Stored data
##############################

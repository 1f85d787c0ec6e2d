//! Income persistence
//!
//! The monthly income figure lives alone in income.json. Missing or
//! malformed data loads as zero.

use std::path::PathBuf;

use serde::{Deserialize, Serialize};

use crate::error::BudgetError;
use crate::models::Money;

use super::file_io::{read_json_or_default, write_json_atomic};

/// On-disk representation of the income figure
#[derive(Debug, Clone, Default, Serialize, Deserialize)]
struct IncomeData {
    amount: Money,
}

/// Store for the single income value
pub struct IncomeStore {
    path: PathBuf,
}

impl IncomeStore {
    /// Create a new income store
    pub fn new(path: PathBuf) -> Self {
        Self { path }
    }

    /// Load the last saved income, or zero if nothing usable was saved
    pub fn load(&self) -> Money {
        let data: IncomeData = read_json_or_default(&self.path);
        data.amount
    }

    /// Persist the income figure
    pub fn save(&self, amount: Money) -> Result<(), BudgetError> {
        write_json_atomic(&self.path, &IncomeData { amount })
    }
}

##############################

Required work
Repeat, exactly and in full, the records shown above.

Task response
repository 1f85d787c0ec6e2d
//! Income persistence
//!
//! The monthly income figure lives alone in income.json. Missing or
//! malformed data loads as zero.

use std::path::PathBuf;

use serde::{Deserialize, Serialize};

use crate::error::BudgetError;
use crate::models::Money;

use super::file_io::{read_json_or_default, write_json_atomic};

/// On-disk representation of the income figure
#[derive(Debug, Clone, Default, Serialize, Deserialize)]
struct IncomeData {
    amount: Money,
}

/// Store for the single income value
pub struct IncomeStore {
    path: PathBuf,
}

impl IncomeStore {
    /// Create a new income store
    pub fn new(path: PathBuf) -> Self {
        Self { path }
    }

    /// Load the last saved income, or zero if nothing usable was saved
    pub fn load(&self) -> Money {
        let data: IncomeData = read_json_or_default(&self.path);
        data.amount
    }

    /// Persist the income figure
    pub fn save(&self, amount: Money) -> Result<(), BudgetError> {
        write_json_atomic(&self.path, &IncomeData { amount })
    }
}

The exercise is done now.